◆ **Task to carry out**
Transcribe the whole listing precisely, leaving nothing out.

┄┄┄┄┄┄

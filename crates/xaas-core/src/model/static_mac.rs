use std::fmt;

use serde::{Deserialize, Serialize};
use sqlx::FromRow;

use super::{FieldMeta, KeyKind, Model, ModelMeta, RecordKey, SqlValue};
use crate::{Result, validate};

static META: ModelMeta = ModelMeta {
    app_label: "myvm",
    model_name: "staticmac",
    table: "myvm_static_mac",
    primary_key: "myvm_static_mac_address",
    key_kind: KeyKind::Natural,
    fields: &[
        FieldMeta {
            name: "mac_address",
            column: "myvm_static_mac_address",
            verbose_name: "Static MAC Address",
            choices: &[],
        },
        FieldMeta {
            name: "used_by",
            column: "myvm_static_mac_used_by",
            verbose_name: "Used by vRA VM ID",
            choices: &[],
        },
    ],
    verbose_name: "MyVM Static MAC",
    verbose_name_plural: "MyVM Static MAC",
};

/// A MAC address reserved for a virtual machine.
#[derive(Debug, Clone, PartialEq, Eq, Serialize, Deserialize, FromRow)]
pub struct StaticMac {
    /// The reserved address.
    #[sqlx(rename = "myvm_static_mac_address")]
    pub mac_address: String,
    /// Identifier of the VM holding the reservation.
    #[sqlx(rename = "myvm_static_mac_used_by")]
    pub used_by: String,
}

impl fmt::Display for StaticMac {
    fn fmt(&self, f: &mut fmt::Formatter<'_>) -> fmt::Result {
        write!(f, "{}={}", self.mac_address, self.used_by)
    }
}

impl Model for StaticMac {
    fn meta() -> &'static ModelMeta {
        &META
    }

    fn key(&self) -> RecordKey {
        RecordKey::Text(self.mac_address.clone())
    }

    fn values(&self) -> Vec<SqlValue> {
        vec![
            SqlValue::Text(self.mac_address.clone()),
            SqlValue::Text(self.used_by.clone()),
        ]
    }

    fn parse_key(raw: &str) -> Result<RecordKey> {
        META.parse_key(&validate::canonical_mac(raw))
    }

    fn normalize(&mut self) {
        self.mac_address = validate::canonical_mac(&self.mac_address);
    }

    fn validate(&self) -> Result<()> {
        validate::mac_address("mac_address", &self.mac_address)?;
        validate::required_max_len("used_by", &self.used_by, 36)
    }
}

#[cfg(test)]
#[allow(clippy::unwrap_used)]
mod tests {
    use super::*;

    fn reservation() -> StaticMac {
        StaticMac {
            mac_address: "00:50:56:00:00:01".to_string(),
            used_by: "6f1c2a4e-2d6b-4c1a-9d0e-8b7a5c3e2f10".to_string(),
        }
    }

    #[test]
    fn test_string_representation() {
        assert_eq!(
            reservation().to_string(),
            "00:50:56:00:00:01=6f1c2a4e-2d6b-4c1a-9d0e-8b7a5c3e2f10"
        );
    }

    #[test]
    fn test_validate() {
        assert!(reservation().validate().is_ok());

        let mut mac = reservation();
        mac.mac_address = "not-a-mac".to_string();
        assert!(mac.validate().is_err());

        let mut mac = reservation();
        mac.used_by = "x".repeat(37);
        assert!(mac.validate().is_err());
    }

    #[test]
    fn test_normalize_canonicalizes_address() {
        let mut mac = reservation();
        mac.mac_address = "00-50-56-AB-CD-01".to_string();
        mac.normalize();
        assert_eq!(mac.mac_address, "00:50:56:ab:cd:01");
        assert_eq!(
            StaticMac::parse_key("00-50-56-AB-CD-01").unwrap(),
            RecordKey::Text("00:50:56:ab:cd:01".to_string())
        );
    }
}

┄┄┄┄┄┄

◆ **Response**
filename crates/xaas-core/src/model/static_mac.rs
use std::fmt;

use serde::{Deserialize, Serialize};
use sqlx::FromRow;

use super::{FieldMeta, KeyKind, Model, ModelMeta, RecordKey, SqlValue};
use crate::{Result, validate};

static META: ModelMeta = ModelMeta {
    app_label: "myvm",
    model_name: "staticmac",
    table: "myvm_static_mac",
    primary_key: "myvm_static_mac_address",
    key_kind: KeyKind::Natural,
    fields: &[
        FieldMeta {
            name: "mac_address",
            column: "myvm_static_mac_address",
            verbose_name: "Static MAC Address",
            choices: &[],
        },
        FieldMeta {
            name: "used_by",
            column: "myvm_static_mac_used_by",
            verbose_name: "Used by vRA VM ID",
            choices: &[],
        },
    ],
    verbose_name: "MyVM Static MAC",
    verbose_name_plural: "MyVM Static MAC",
};

/// A MAC address reserved for a virtual machine.
#[derive(Debug, Clone, PartialEq, Eq, Serialize, Deserialize, FromRow)]
pub struct StaticMac {
    /// The reserved address.
    #[sqlx(rename = "myvm_static_mac_address")]
    pub mac_address: String,
    /// Identifier of the VM holding the reservation.
    #[sqlx(rename = "myvm_static_mac_used_by")]
    pub used_by: String,
}

impl fmt::Display for StaticMac {
    fn fmt(&self, f: &mut fmt::Formatter<'_>) -> fmt::Result {
        write!(f, "{}={}", self.mac_address, self.used_by)
    }
}

impl Model for StaticMac {
    fn meta() -> &'static ModelMeta {
        &META
    }

    fn key(&self) -> RecordKey {
        RecordKey::Text(self.mac_address.clone())
    }

    fn values(&self) -> Vec<SqlValue> {
        vec![
            SqlValue::Text(self.mac_address.clone()),
            SqlValue::Text(self.used_by.clone()),
        ]
    }

    fn parse_key(raw: &str) -> Result<RecordKey> {
        META.parse_key(&validate::canonical_mac(raw))
    }

    fn normalize(&mut self) {
        self.mac_address = validate::canonical_mac(&self.mac_address);
    }

    fn validate(&self) -> Result<()> {
        validate::mac_address("mac_address", &self.mac_address)?;
        validate::required_max_len("used_by", &self.used_by, 36)
    }
}

#[cfg(test)]
#[allow(clippy::unwrap_used)]
mod tests {
    use super::*;

    fn reservation() -> StaticMac {
        StaticMac {
            mac_address: "00:50:56:00:00:01".to_string(),
            used_by: "6f1c2a4e-2d6b-4c1a-9d0e-8b7a5c3e2f10".to_string(),
        }
    }

    #[test]
    fn test_string_representation() {
        assert_eq!(
            reservation().to_string(),
            "00:50:56:00:00:01=6f1c2a4e-2d6b-4c1a-9d0e-8b7a5c3e2f10"
        );
    }

    #[test]
    fn test_validate() {
        assert!(reservation().validate().is_ok());

        let mut mac = reservation();
        mac.mac_address = "not-a-mac".to_string();
        assert!(mac.validate().is_err());

        let mut mac = reservation();
        mac.used_by = "x".repeat(37);
        assert!(mac.validate().is_err());
    }

    #[test]
    fn test_normalize_canonicalizes_address() {
        let mut mac = reservation();
        mac.mac_address = "00-50-56-AB-CD-01".to_string();
        mac.normalize();
        assert_eq!(mac.mac_address, "00:50:56:ab:cd:01");
        assert_eq!(
            StaticMac::parse_key("00-50-56-AB-CD-01").unwrap(),
            RecordKey::Text("00:50:56:ab:cd:01".to_string())
        );
    }
}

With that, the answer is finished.